### WHAT IS BEING ASKED
Show every line in the records below that contains the word "over".

---- RECORDS TO PROCESS

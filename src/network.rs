use ndarray::{Array1, Array2, ArrayView1, ArrayView2, Axis};
use rand::Rng;

use crate::activations::Activation;
use crate::config::NetworkConfig;
use crate::error::{DashError, Result};
use crate::layers::{back_propagate, DenseLayer, WeightInit};
use crate::optimizer::{Optimizer, SGD};
use crate::replay_buffer::Transition;

/// Summary of one gradient step
#[derive(Debug, Clone, Copy, PartialEq)]
pub struct UpdateStats {
    pub batch_size: usize,
    pub learning_rate: f32,
    /// Mean squared TD error over the batch, measured before the step
    pub loss: f32,
}

/// Fixed three-layer Q-value approximator:
/// `input -> hidden1 (ReLU) -> hidden2 (ReLU) -> output (linear)`.
///
/// `hidden1.weights` is `W_in` (input x hidden), `hidden2.weights` is `W_h1`
/// (hidden x hidden) and `output.weights` is `W_h2` (hidden x output).
#[derive(Clone, Debug, PartialEq)]
pub struct ValueNetwork {
    pub hidden1: DenseLayer,
    pub hidden2: DenseLayer,
    pub output: DenseLayer,
    config: NetworkConfig,
}

impl ValueNetwork {
    /// Create a network with He-scaled uniform weights and small uniform biases.
    pub fn new<R: Rng + ?Sized>(config: NetworkConfig, rng: &mut R) -> Result<Self> {
        config.validate()?;
        let NetworkConfig { input_size, hidden_size, output_size } = config;

        let hidden1 = DenseLayer::new(input_size, hidden_size, Activation::Relu, WeightInit::HeScaled, rng);
        let hidden2 = DenseLayer::new(hidden_size, hidden_size, Activation::Relu, WeightInit::HeScaled, rng);
        let output = DenseLayer::new(hidden_size, output_size, Activation::Linear, WeightInit::HeScaled, rng);

        Ok(ValueNetwork {
            hidden1,
            hidden2,
            output,
            config,
        })
    }

    pub fn config(&self) -> NetworkConfig {
        self.config
    }

    pub fn input_size(&self) -> usize {
        self.config.input_size
    }

    pub fn output_size(&self) -> usize {
        self.config.output_size
    }

    /// Q-values for a single state.
    pub fn predict(&self, state: ArrayView1<f32>) -> Result<Array1<f32>> {
        self.check_state(state.len())?;
        let hidden1 = self.hidden1.forward(state);
        let hidden2 = self.hidden2.forward(hidden1.view());
        Ok(self.output.forward(hidden2.view()))
    }

    /// Q-values for a batch of states, one row per state.
    pub fn predict_batch(&self, states: ArrayView2<f32>) -> Result<Array2<f32>> {
        self.check_state(states.ncols())?;
        let hidden1 = self.hidden1.predict_batch(states);
        let hidden2 = self.hidden2.predict_batch(hidden1.view());
        Ok(self.output.predict_batch(hidden2.view()))
    }

    /// One synchronous gradient step of mean-squared TD regression over the whole batch.
    ///
    /// Gradients are summed across the batch and applied once, scaled by
    /// `learning_rate / batch.len()`. An empty batch is a no-op returning `None`.
    pub fn update(&mut self, batch: &[&Transition], learning_rate: f32, discount: f32) -> Result<Option<UpdateStats>> {
        if batch.is_empty() {
            return Ok(None);
        }
        for transition in batch {
            self.check_transition(transition)?;
        }

        let states = stack_rows(batch.iter().map(|t| t.state().view()), self.input_size());
        let next_states = stack_rows(batch.iter().map(|t| t.next_state().view()), self.input_size());

        let cache1 = self.hidden1.forward_batch(states.view());
        let cache2 = self.hidden2.forward_batch(cache1.outputs.view());
        let cache_out = self.output.forward_batch(cache2.outputs.view());

        let next_q = self.predict_batch(next_states.view())?;
        let targets = td_targets(cache_out.outputs.view(), next_q.view(), batch, discount);

        let output_errors = &cache_out.outputs - &targets;
        let loss = output_errors.mapv(|e| e * e).mean().unwrap_or(0.0);

        let grad_out = self.output.backward_batch(&cache_out, output_errors.view());
        let error2 = back_propagate(grad_out.adjusted_error.view(), &self.output.weights);
        let grad2 = self.hidden2.backward_batch(&cache2, error2.view());
        let error1 = back_propagate(grad2.adjusted_error.view(), &self.hidden2.weights);
        let grad1 = self.hidden1.backward_batch(&cache1, error1.view());

        let step = learning_rate / batch.len() as f32;
        let mut optimizer = SGD::new();
        for (layer, grads) in [
            (&mut self.hidden1, grad1),
            (&mut self.hidden2, grad2),
            (&mut self.output, grad_out),
        ] {
            optimizer.update_weights(&mut layer.weights, &grads.weights, step);
            optimizer.update_biases(&mut layer.biases, &grads.biases, step);
        }

        Ok(Some(UpdateStats {
            batch_size: batch.len(),
            learning_rate,
            loss,
        }))
    }

    /// Re-randomize every parameter in place, keeping the architecture.
    pub fn reinitialize<R: Rng + ?Sized>(&mut self, rng: &mut R) -> Result<()> {
        *self = ValueNetwork::new(self.config, rng)?;
        Ok(())
    }

    fn check_state(&self, len: usize) -> Result<()> {
        if len != self.input_size() {
            return Err(DashError::dimension_mismatch(
                format!("state of length {}", self.input_size()),
                format!("length {}", len),
            ));
        }
        Ok(())
    }

    fn check_transition(&self, transition: &Transition) -> Result<()> {
        self.check_state(transition.state().len())?;
        self.check_state(transition.next_state().len())?;
        if transition.action() >= self.output_size() {
            return Err(DashError::InvalidAction {
                action: transition.action(),
                max_actions: self.output_size(),
            });
        }
        Ok(())
    }
}

/// Fitted one-step Q-learning targets.
///
/// Each row starts as a copy of `outputs`; only the taken action is replaced,
/// with `reward` for terminal transitions and
/// `reward + discount * max(next_q row)` otherwise.
pub fn td_targets(
    outputs: ArrayView2<f32>,
    next_q: ArrayView2<f32>,
    batch: &[&Transition],
    discount: f32,
) -> Array2<f32> {
    let mut targets = outputs.to_owned();
    for (i, transition) in batch.iter().enumerate() {
        let target = if transition.terminal() {
            transition.reward()
        } else {
            let max_next_q = next_q
                .row(i)
                .iter()
                .fold(f32::NEG_INFINITY, |max, &q| max.max(q));
            transition.reward() + discount * max_next_q
        };
        targets[[i, transition.action()]] = target;
    }
    targets
}

fn stack_rows<'a, I>(rows: I, width: usize) -> Array2<f32>
where
    I: ExactSizeIterator<Item = ArrayView1<'a, f32>>,
{
    let mut stacked = Array2::zeros((rows.len(), width));
    for (mut dst, src) in stacked.axis_iter_mut(Axis(0)).zip(rows) {
        dst.assign(&src);
    }
    stacked
}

--------

### REPLY
    /// Mean squared TD error over the batch, measured before the step
    /// One synchronous gradient step of mean-squared TD regression over the whole batch.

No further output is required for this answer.